Konu: EREGL - Ereğli Demir Çelik

  1. Hisseyi resmen sabitlediler... Gk olmasa bir haber beklenmiyordur derdim.

    Yeterince sabredersen yükselmeyen hisse yoktur diye düşünüyorum. Hele ki Ereğli!

    Doas,Tofas,Migros,Tüpraş daha bir çokları için, keşke sürünürlerken dönüp yüzlerine baksaydım ve biriktirseydim diye pişmanlıklar yaşadım... Çıkınca da alamıyorsun cesaret edip... Eksi milyar tller öz sermayesi olan beşiktaş ı bile satmasaydım 50 kat kazanmıştım.

    Sabredeceğiz ve mükafatımızı alacağız diye düşünüyorum. Geleceği kimse bilmiyor.

    İşte ISMEN, 14 milyar kâr bekleyenler şimdi kabuğuna çekilmiş olmalı, buraya yazıp Ereğli'ye gönderme yapan arkadaşlar vardı, İsmen için yıl sonu 70 olur diyorlardı... 5 milyar kâr geldi ki, benim eski şirketim ve hala çok beğeniyorum...

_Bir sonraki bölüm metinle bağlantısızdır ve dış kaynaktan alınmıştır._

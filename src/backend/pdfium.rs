//! Local extraction from the PDF text layer via pdfium.
//!
//! pdfium is a C++ library with thread-local state, so every call runs inside
//! `spawn_blocking` on a fresh binding. Extraction produces [`TextLine`]
//! records; turning those into Markdown is the pure [`lines_to_markdown`].

use crate::error::RowError;
use once_cell::sync::Lazy;
use pdfium_render::prelude::*;
use regex::Regex;
use std::path::{Path, PathBuf};
use tracing::{debug, info};

/// One line of text as laid out on a page.
#[derive(Debug, Clone, PartialEq)]
pub struct TextLine {
    pub text: String,
    /// Largest font size (points) among the line's visible characters.
    pub font_size: f32,
    /// Any visible character in the line uses a bold face.
    pub bold: bool,
    /// 0-based page index.
    pub page: usize,
}

impl TextLine {
    pub fn new(text: impl Into<String>, font_size: f32, bold: bool, page: usize) -> Self {
        Self {
            text: text.into(),
            font_size,
            bold,
            page,
        }
    }
}

static MULTI_NEWLINE: Lazy<Regex> = Lazy::new(|| Regex::new(r"\n{3,}").unwrap());

const TERMINAL_PUNCTUATION: &[char] = &['.', ',', ';', ':', '?', '!'];

/// Render extracted lines as Markdown.
///
/// Headings come from font size (`#` ≥ 18pt, `##` ≥ 16pt, `###` ≥ 14pt) and
/// apply to lines that are either set above 12pt or short (< 80 chars)
/// without closing punctuation. Bold lines that are not headings are wrapped
/// in `**`. A horizontal rule separates pages.
pub fn lines_to_markdown(lines: &[TextLine]) -> String {
    let mut blocks: Vec<String> = Vec::with_capacity(lines.len());
    let mut prev_page: Option<usize> = None;

    for line in lines {
        let text = line.text.trim();
        if text.is_empty() {
            continue;
        }
        if prev_page.is_some_and(|p| p != line.page) {
            blocks.push("\n---\n".to_string());
        }
        prev_page = Some(line.page);
        blocks.push(format_line(text, line.font_size, line.bold));
    }

    let joined = blocks.join("\n\n");
    MULTI_NEWLINE.replace_all(&joined, "\n\n").into_owned()
}

fn format_line(text: &str, font_size: f32, bold: bool) -> String {
    let heading_candidate = font_size > 12.0
        || (text.chars().count() < 80 && !text.ends_with(TERMINAL_PUNCTUATION));

    if heading_candidate {
        if font_size >= 18.0 {
            return format!("# {text}");
        }
        if font_size >= 16.0 {
            return format!("## {text}");
        }
        if font_size >= 14.0 {
            return format!("### {text}");
        }
    }
    if bold {
        format!("**{text}**")
    } else {
        text.to_string()
    }
}

/// Markdown from the text layer of `pdf_path`.
pub async fn extract_markdown(pdf_path: &Path, lib_path: Option<&Path>) -> Result<String, RowError> {
    let lines = run_blocking(pdf_path, lib_path, extract_lines_blocking).await?;
    info!("Extracted {} text lines", lines.len());
    Ok(lines_to_markdown(&lines))
}

/// Page text joined by newlines.
pub async fn extract_text(pdf_path: &Path, lib_path: Option<&Path>) -> Result<String, RowError> {
    run_blocking(pdf_path, lib_path, extract_text_blocking).await
}

async fn run_blocking<T, F>(pdf_path: &Path, lib_path: Option<&Path>, f: F) -> Result<T, RowError>
where
    T: Send + 'static,
    F: FnOnce(&Path, Option<&Path>) -> Result<T, RowError> + Send + 'static,
{
    let path = pdf_path.to_path_buf();
    let lib: Option<PathBuf> = lib_path.map(Path::to_path_buf);

    tokio::task::spawn_blocking(move || f(&path, lib.as_deref()))
        .await
        .map_err(|e| failed(format!("Extraction task panicked: {}", e)))?
}

/// Bind pdfium: an explicit library file, a directory holding the platform
/// library, or (when unset) the working directory then the system search path.
fn bind(lib_path: Option<&Path>) -> Result<Pdfium, RowError> {
    let bindings = match lib_path {
        Some(p) if p.is_dir() => {
            Pdfium::bind_to_library(&Pdfium::pdfium_platform_library_name_at_path(p))
        }
        Some(p) => Pdfium::bind_to_library(p),
        None => Pdfium::bind_to_library(&Pdfium::pdfium_platform_library_name_at_path("./"))
            .or_else(|_| Pdfium::bind_to_system_library()),
    }
    .map_err(|e| failed(format!("Failed to load pdfium library: {:?}", e)))?;

    Ok(Pdfium::new(bindings))
}

fn open<'a>(pdfium: &'a Pdfium, pdf_path: &Path) -> Result<PdfDocument<'a>, RowError> {
    pdfium
        .load_pdf_from_file(pdf_path, None)
        .map_err(|e| failed(format!("Failed to open {}: {:?}", pdf_path.display(), e)))
}

fn extract_lines_blocking(pdf_path: &Path, lib_path: Option<&Path>) -> Result<Vec<TextLine>, RowError> {
    let pdfium = bind(lib_path)?;
    let document = open(&pdfium, pdf_path)?;
    let mut lines = Vec::new();

    for (page_idx, page) in document.pages().iter().enumerate() {
        let text = page
            .text()
            .map_err(|e| failed(format!("Page {}: {:?}", page_idx + 1, e)))?;

        let mut current = LineBuilder::default();
        for ch in text.chars().iter() {
            let Some(c) = ch.unicode_char() else {
                continue;
            };
            if c == '\n' || c == '\r' {
                current.finish_into(&mut lines, page_idx);
                continue;
            }
            let visible = !c.is_whitespace();
            let size = if visible { ch.scaled_font_size().value } else { 0.0 };
            let bold = visible && is_bold(&ch);
            current.push(c, size, bold);
        }
        current.finish_into(&mut lines, page_idx);
        debug!("Page {}: {} lines so far", page_idx + 1, lines.len());
    }

    Ok(lines)
}

fn extract_text_blocking(pdf_path: &Path, lib_path: Option<&Path>) -> Result<String, RowError> {
    let pdfium = bind(lib_path)?;
    let document = open(&pdfium, pdf_path)?;
    let mut pages = Vec::new();

    for (page_idx, page) in document.pages().iter().enumerate() {
        let text = page
            .text()
            .map_err(|e| failed(format!("Page {}: {:?}", page_idx + 1, e)))?;
        pages.push(text.all());
    }

    Ok(pages.join("\n"))
}

fn is_bold(ch: &PdfPageTextChar) -> bool {
    let name = ch.font_name().to_ascii_lowercase();
    if name.contains("bold") || name.contains("black") || name.contains("heavy") {
        return true;
    }
    match ch.font_weight() {
        Some(PdfFontWeight::Weight700Bold)
        | Some(PdfFontWeight::Weight800)
        | Some(PdfFontWeight::Weight900) => true,
        Some(PdfFontWeight::Custom(w)) => w >= 700,
        _ => false,
    }
}

#[derive(Default)]
struct LineBuilder {
    text: String,
    font_size: f32,
    bold: bool,
}

impl LineBuilder {
    fn push(&mut self, c: char, size: f32, bold: bool) {
        self.text.push(c);
        self.font_size = self.font_size.max(size);
        self.bold |= bold;
    }

    fn finish_into(&mut self, lines: &mut Vec<TextLine>, page: usize) {
        let done = std::mem::take(self);
        if !done.text.trim().is_empty() {
            lines.push(TextLine::new(done.text.trim(), done.font_size, done.bold, page));
        }
    }
}

fn failed(detail: String) -> RowError {
    RowError::ConvertFailed {
        status: None,
        detail,
    }
}
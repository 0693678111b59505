//! Integration tests: docling-serve backend against a local HTTP server.

mod common;

use common::http_server::{self, Route};
use edgequake_pdf2zip::backend::docling;
use edgequake_pdf2zip::{
    convert_pdf, BackendConfig, DoclingConfig, Method, OutputFormat, RowError,
};
use tempfile::tempdir;

const SUCCESS: &str = r##"{"status":"success","document":{"md_content":"# Hello\n\nWorld","text_content":"Hello World"},"errors":[],"processing_time":0.4}"##;

fn sample_pdf(dir: &std::path::Path) -> std::path::PathBuf {
    let path = dir.join("sample.pdf");
    std::fs::write(&path, common::PDF_BODY).unwrap();
    path
}

#[tokio::test]
async fn posts_multipart_with_bearer_token() {
    let server = http_server::start(vec![("/v1/convert/file", Route::json(SUCCESS))]);
    let dir = tempdir().unwrap();
    let pdf = sample_pdf(dir.path());
    let mut cfg = DoclingConfig::new(format!("{}/", server.base_url()), "secret-token");
    cfg.page_range = Some((1, 3));

    let md = docling::convert(&pdf, &cfg, OutputFormat::Markdown)
        .await
        .unwrap();
    assert_eq!(md, "# Hello\n\nWorld");

    let requests = server.requests();
    assert_eq!(requests.len(), 1);
    let req = &requests[0];
    assert_eq!(req.method, "POST");
    assert_eq!(req.path, "/v1/convert/file");
    assert_eq!(req.header("authorization"), Some("Bearer secret-token"));
    assert!(req
        .header("content-type")
        .is_some_and(|ct| ct.starts_with("multipart/form-data")));

    let body = req.body_text();
    assert!(body.contains(r#"name="files"; filename="sample.pdf""#), "{body}");
    assert!(body.contains("application/pdf"));
    assert!(body.contains("%PDF-1.4"));
    assert!(body.contains(r#"["en","fr","de","it"]"#));
    assert!(body.contains(r#"name="table_mode""#));
    assert!(body.contains("[1,3]"));
}

#[tokio::test]
async fn text_format_reads_text_content() {
    let server = http_server::start(vec![("/v1/convert/file", Route::json(SUCCESS))]);
    let dir = tempdir().unwrap();
    let pdf = sample_pdf(dir.path());
    let cfg = DoclingConfig::new(server.base_url(), "k");

    let text = docling::convert(&pdf, &cfg, OutputFormat::Text).await.unwrap();
    assert_eq!(text, "Hello World");
    assert!(server.requests()[0].body_text().contains(r#"["text"]"#));
}

#[tokio::test]
async fn server_error_is_a_row_failure() {
    let server = http_server::start(vec![(
        "/v1/convert/file",
        Route::status(500, "model crashed"),
    )]);
    let dir = tempdir().unwrap();
    let pdf = sample_pdf(dir.path());
    let cfg = DoclingConfig::new(server.base_url(), "k");

    let err = docling::convert(&pdf, &cfg, OutputFormat::Markdown)
        .await
        .unwrap_err();
    match err {
        RowError::ConvertFailed { status: None, detail } => {
            assert!(detail.contains("500"), "{detail}");
            assert!(detail.contains("model crashed"), "{detail}");
        }
        other => panic!("unexpected: {other:?}"),
    }
}

#[tokio::test]
async fn failure_status_reports_errors() {
    let server = http_server::start(vec![(
        "/v1/convert/file",
        Route::json(r#"{"status":"failure","document":{},"errors":[{"error_message":"timeout"}]}"#),
    )]);
    let dir = tempdir().unwrap();
    let pdf = sample_pdf(dir.path());
    let cfg = DoclingConfig::new(server.base_url(), "k");

    let err = docling::convert(&pdf, &cfg, OutputFormat::Markdown)
        .await
        .unwrap_err();
    assert!(err.to_string().contains("failure"), "{err}");
}

#[tokio::test]
async fn strategy_table_dispatches_to_docling() {
    let server = http_server::start(vec![("/v1/convert/file", Route::json(SUCCESS))]);
    let dir = tempdir().unwrap();
    let pdf = sample_pdf(dir.path());
    let backend = BackendConfig {
        pdfium_lib_path: None,
        docling: Some(DoclingConfig::new(server.base_url(), "k")),
    };
    let method = Method::resolve("docling-serve", OutputFormat::Markdown);

    let md = convert_pdf(&pdf, &method, &backend).await.unwrap();
    assert_eq!(md, "# Hello\n\nWorld");
    assert_eq!(server.hits("/v1/convert/file"), 1);
}

#[tokio::test]
async fn requests_go_through_the_configured_client() {
    let server = http_server::start(vec![("/v1/convert/file", Route::json(SUCCESS))]);
    let dir = tempdir().unwrap();
    let pdf = sample_pdf(dir.path());

    let mut headers = reqwest::header::HeaderMap::new();
    headers.insert("x-batch", reqwest::header::HeaderValue::from_static("nightly"));
    let mut cfg = DoclingConfig::new(server.base_url(), "k");
    cfg.client = reqwest::Client::builder()
        .default_headers(headers)
        .build()
        .unwrap();

    for _ in 0..2 {
        docling::convert(&pdf, &cfg, OutputFormat::Markdown)
            .await
            .unwrap();
    }

    let requests = server.requests();
    assert_eq!(requests.len(), 2);
    assert!(requests.iter().all(|r| r.header("x-batch") == Some("nightly")));
}
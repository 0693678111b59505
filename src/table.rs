//! Tabular input and output.
//!
//! The batch reads rows from a CSV table, looks fields up by column name, and
//! may add an output column holding the converted text. Snapshots are written
//! with temp file + rename so a reader never sees a half-written CSV, even if
//! the process is killed between rows.

use crate::archive::sibling_temp;
use crate::error::Pdf2ZipError;
use std::io::Read;
use std::path::Path;

/// An in-memory table: a header row plus string records of equal width.
#[derive(Debug, Clone, Default, PartialEq, Eq)]
pub struct Table {
    headers: Vec<String>,
    rows: Vec<Vec<String>>,
}

impl Table {
    /// Build a table from headers and rows. Short rows are padded with empty
    /// fields; long rows are truncated to the header width.
    pub fn new(headers: Vec<String>, rows: Vec<Vec<String>>) -> Self {
        let width = headers.len();
        let rows = rows
            .into_iter()
            .map(|mut r| {
                r.resize(width, String::new());
                r
            })
            .collect();
        Self { headers, rows }
    }

    /// Read a CSV file whose first line is the header.
    pub fn read_csv(path: impl AsRef<Path>) -> Result<Self, Pdf2ZipError> {
        let path = path.as_ref();
        let read_err = |source: csv::Error| Pdf2ZipError::TableRead {
            path: path.to_path_buf(),
            source,
        };
        let file = std::fs::File::open(path).map_err(|e| read_err(e.into()))?;
        Self::from_reader(file).map_err(read_err)
    }

    /// Parse CSV from any reader.
    pub fn from_reader(reader: impl Read) -> Result<Self, csv::Error> {
        let mut rdr = csv::ReaderBuilder::new()
            .has_headers(true)
            .flexible(true)
            .from_reader(reader);

        let headers: Vec<String> = rdr
            .headers()?
            .iter()
            .map(str::to_string)
            .collect();

        let mut rows = Vec::new();
        for record in rdr.records() {
            let record = record?;
            rows.push(record.iter().map(str::to_string).collect());
        }
        Ok(Self::new(headers, rows))
    }

    pub fn headers(&self) -> &[String] {
        &self.headers
    }

    pub fn len(&self) -> usize {
        self.rows.len()
    }

    pub fn is_empty(&self) -> bool {
        self.rows.is_empty()
    }

    /// Index of `column`, or `None` if the header lacks it.
    pub fn column_index(&self, column: &str) -> Option<usize> {
        self.headers.iter().position(|h| h == column)
    }

    /// Like [`Table::column_index`] but fails with a descriptive error.
    pub fn require_column(&self, column: &str) -> Result<usize, Pdf2ZipError> {
        self.column_index(column)
            .ok_or_else(|| Pdf2ZipError::MissingColumn {
                column: column.to_string(),
                available: self.headers.join(", "),
            })
    }

    /// Return the index of `column`, appending an empty column if needed.
    pub fn ensure_column(&mut self, column: &str) -> usize {
        if let Some(idx) = self.column_index(column) {
            return idx;
        }
        self.headers.push(column.to_string());
        for row in &mut self.rows {
            row.push(String::new());
        }
        self.headers.len() - 1
    }

    /// Field value, or `None` if the row or column does not exist.
    pub fn get(&self, row: usize, col: usize) -> Option<&str> {
        self.rows.get(row)?.get(col).map(String::as_str)
    }

    /// Overwrite one field. Out-of-range coordinates are ignored.
    pub fn set(&mut self, row: usize, col: usize, value: impl Into<String>) {
        if let Some(cell) = self.rows.get_mut(row).and_then(|r| r.get_mut(col)) {
            *cell = value.into();
        }
    }

    /// Serialise the table as CSV into any writer.
    pub fn write_to(&self, writer: impl std::io::Write) -> Result<(), csv::Error> {
        let mut wtr = csv::Writer::from_writer(writer);
        wtr.write_record(&self.headers)?;
        for row in &self.rows {
            wtr.write_record(row)?;
        }
        wtr.flush()?;
        Ok(())
    }

    /// Write the table as CSV to `path` atomically (temp file + rename).
    pub fn write_csv_atomic(&self, path: impl AsRef<Path>) -> Result<(), Pdf2ZipError> {
        let path = path.as_ref();
        let write_err = |source: std::io::Error| Pdf2ZipError::OutputWriteFailed {
            path: path.to_path_buf(),
            source,
        };

        let dir = path
            .parent()
            .filter(|p| !p.as_os_str().is_empty())
            .unwrap_or_else(|| Path::new("."));
        std::fs::create_dir_all(dir).map_err(write_err)?;

        let mut tmp = sibling_temp(path).map_err(write_err)?;
        self.write_to(tmp.as_file_mut())
            .map_err(|e| write_err(std::io::Error::other(e)))?;
        tmp.persist(path).map_err(|e| write_err(e.error))?;
        Ok(())
    }
}

#[cfg(test)]
mod tests {
    use super::*;
    use tempfile::TempDir;

    const SAMPLE: &str = "id,url\ndoc1,http://x/a.pdf\ndoc2,\n";

    #[test]
    fn parse_and_lookup() {
        let t = Table::from_reader(SAMPLE.as_bytes()).unwrap();
        assert_eq!(t.headers(), &["id".to_string(), "url".to_string()]);
        assert_eq!(t.len(), 2);
        let url = t.require_column("url").unwrap();
        assert_eq!(t.get(0, url), Some("http://x/a.pdf"));
        assert_eq!(t.get(1, url), Some(""));
        assert_eq!(t.get(9, url), None);
    }

    #[test]
    fn missing_column_lists_available() {
        let t = Table::from_reader(SAMPLE.as_bytes()).unwrap();
        match t.require_column("pdf") {
            Err(Pdf2ZipError::MissingColumn { column, available }) => {
                assert_eq!(column, "pdf");
                assert_eq!(available, "id, url");
            }
            other => panic!("unexpected: {other:?}"),
        }
    }

    #[test]
    fn ensure_column_appends_once() {
        let mut t = Table::from_reader(SAMPLE.as_bytes()).unwrap();
        let c = t.ensure_column("url_md_pdfium");
        assert_eq!(c, 2);
        assert_eq!(t.ensure_column("url_md_pdfium"), 2);
        t.set(0, c, "# Hello");
        assert_eq!(t.get(0, c), Some("# Hello"));
        assert_eq!(t.get(1, c), Some(""));
    }

    #[test]
    fn ragged_rows_are_padded() {
        let t = Table::from_reader("a,b,c\n1\n1,2,3,4\n".as_bytes()).unwrap();
        assert_eq!(t.get(0, 2), Some(""));
        assert_eq!(t.get(1, 2), Some("3"));
        assert_eq!(t.get(1, 3), None);
    }

    #[test]
    fn atomic_snapshot_round_trip_with_multiline_field() {
        let dir = TempDir::new().unwrap();
        let path = dir.path().join("out/snapshot.csv");
        let mut t = Table::from_reader(SAMPLE.as_bytes()).unwrap();
        let c = t.ensure_column("md");
        t.set(0, c, "# Title\n\nBody, with comma");

        t.write_csv_atomic(&path).unwrap();
        let back = Table::read_csv(&path).unwrap();
        assert_eq!(back, t);
    }

    #[cfg(unix)]
    #[test]
    fn snapshot_rewrite_keeps_permissions() {
        use std::os::unix::fs::PermissionsExt;
        let dir = TempDir::new().unwrap();
        let path = dir.path().join("snapshot.csv");
        let t = Table::from_reader(SAMPLE.as_bytes()).unwrap();
        t.write_csv_atomic(&path).unwrap();
        std::fs::set_permissions(&path, std::fs::Permissions::from_mode(0o644)).unwrap();

        t.write_csv_atomic(&path).unwrap();

        let mode = std::fs::metadata(&path).unwrap().permissions().mode();
        assert_eq!(mode & 0o777, 0o644);
    }

    #[test]
    fn read_missing_file() {
        let err = Table::read_csv("/definitely/not/here.csv").unwrap_err();
        match err {
            Pdf2ZipError::TableRead { ref source, .. } => assert!(source.is_io_error()),
            ref other => panic!("unexpected: {other:?}"),
        }
        assert!(std::error::Error::source(&err).is_some());
    }

    #[test]
    fn invalid_utf8_is_a_typed_read_error() {
        let dir = TempDir::new().unwrap();
        let path = dir.path().join("bad.csv");
        std::fs::write(&path, b"id,url\n\xff\xfe,http://x/a.pdf\n").unwrap();

        match Table::read_csv(&path).unwrap_err() {
            Pdf2ZipError::TableRead { path: p, source } => {
                assert_eq!(p, path);
                assert!(matches!(source.kind(), csv::ErrorKind::Utf8 { .. }), "{source}");
            }
            other => panic!("unexpected: {other:?}"),
        }
    }
}
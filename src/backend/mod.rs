//! Extraction backends and the [`Converter`] seam the orchestrator calls.
//!
//! [`convert_pdf`] is the strategy table: it maps a resolved [`Method`] to
//! the function that turns a local PDF into text. The orchestrator never
//! calls it directly; it goes through a [`Converter`], either in this
//! process ([`InProcessConverter`]) or in a supervised child process
//! ([`crate::isolate::IsolatedConverter`]).

pub mod docling;
pub mod pdfium;

use crate::config::BackendConfig;
use crate::error::{Pdf2ZipError, RowError};
use crate::method::{Backend, Method};
use std::future::Future;
use std::path::Path;
use std::time::Duration;
use tracing::debug;

/// Turns a downloaded PDF into text for a given method.
///
/// `Ok("")` means the conversion ran and found no text; failures are
/// `Err(RowError)`.
pub trait Converter {
    fn convert(
        &self,
        input: &Path,
        method: &Method,
        timeout: Duration,
    ) -> impl Future<Output = Result<String, RowError>> + Send;

    /// Validate configuration for `method` before any row is processed.
    fn check(&self, method: &Method) -> Result<(), Pdf2ZipError> {
        let _ = method;
        Ok(())
    }
}

/// Run the backend `method` resolves to on `input`.
pub async fn convert_pdf(
    input: &Path,
    method: &Method,
    config: &BackendConfig,
) -> Result<String, RowError> {
    debug!("Converting {} with {}", input.display(), method);
    match method.backend() {
        Backend::Heuristic => {
            pdfium::extract_markdown(input, config.pdfium_lib_path.as_deref()).await
        }
        Backend::PlainText => pdfium::extract_text(input, config.pdfium_lib_path.as_deref()).await,
        Backend::DoclingServe => {
            let docling = config.docling().map_err(|e| RowError::ConvertFailed {
                status: None,
                detail: e.to_string(),
            })?;
            docling::convert(input, docling, method.format()).await
        }
    }
}

/// Calls the backend directly in this process.
///
/// A timeout abandons the conversion, but a pdfium call already running on
/// the blocking pool cannot be interrupted; use the isolated converter for
/// untrusted input.
#[derive(Debug, Clone, Default)]
pub struct InProcessConverter {
    backend: BackendConfig,
}

impl InProcessConverter {
    pub fn new(backend: BackendConfig) -> Self {
        Self { backend }
    }
}

impl Converter for InProcessConverter {
    async fn convert(
        &self,
        input: &Path,
        method: &Method,
        timeout: Duration,
    ) -> Result<String, RowError> {
        tokio::time::timeout(timeout, convert_pdf(input, method, &self.backend))
            .await
            .map_err(|_| RowError::ConvertTimeout {
                secs: timeout.as_secs(),
            })?
    }

    fn check(&self, method: &Method) -> Result<(), Pdf2ZipError> {
        self.backend.check(method)
    }
}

    Bizim de baharımız gelecek, çiçeklerimiz açacak, ALLAH nasip ederse...


    Bu mesaj Ereğli güzellemesi içerdiği için siz yine de bana güvenip yatırım yapmayın!

  2.  Alıntı Originally Posted by fedoramca Yazıyı Oku
    Sn yelpaze, GENELİ anladık, peki Ereğli ÖZELİNDE ne diyorsunuz? SAbırla bekleyelim mi?
    Evet ise nedenini de açıklamanızı rica edebilir miyim? Sağolun!
    Borsanın tüm büyük ölçekli sanayi şirketleri arasında, önümüzdeki dönemde en olumlu ve öngörülebilir olarak tanımladığım Ereğli. Öte yandan birileri hisselere aşık oluyorsa ben de en huysuz ve gelinin herşeyine kulp bulan kaynanayım.
    Öncelikle buradaki katılımcılar olarak ereğli'yi benden çok daha iyi bildiğinizden analizleriniz daha derinlemesine, ben de sizlerin bilgi ve yorumlarından faydalanmaya çalışıyorum. Tüm ülke ekonomisi için zorlu bir dönem olacağına inanıyoruz, en azından finansman maliyetlerinin artışından eminiz ancak bu tüm sanayi şirketleri için geçerli bir olumsuzluk. Otomotiv sektöründe korkunç bir yıkım-yapım süreci ve ölümcül rekabet var. Bu günün en beğenilenleri 3-5 sene sonra ne olacak belli değil? Petrol ve rafineri işinin geleceği de öngörülemez, kimse bunu başaramaz. S.arabistan'ın petrol arz miktarı yerine net kar marjını öncelikli politika yapabileceğini yada elektrikli araçların, 90'ların GSM devrimi gibi hızla yayılabileceğini bilemeyeceğimiz gibi. Kağıt endüstrisinden tutun madenciliğe kadar klasik sanayi kollarında kötümser olmamakla birlikte bir fikir yürütemiyorum. Telekominikasyon gibi teknolojiye dayalı alanlar da müthiş kırılgan. Küresel mobil iletişim devlerinin hisselerinin grafiklerine kendiniz bakın. Perakende popüler ama giriş yapmanın düşük maliyetli ve kolay, işletme giderlerinin ciddi boyutlara vardığı, rekabetin çok keskin olduğu alanlara uzun vadeli yatırım yapmak kolay iş değil.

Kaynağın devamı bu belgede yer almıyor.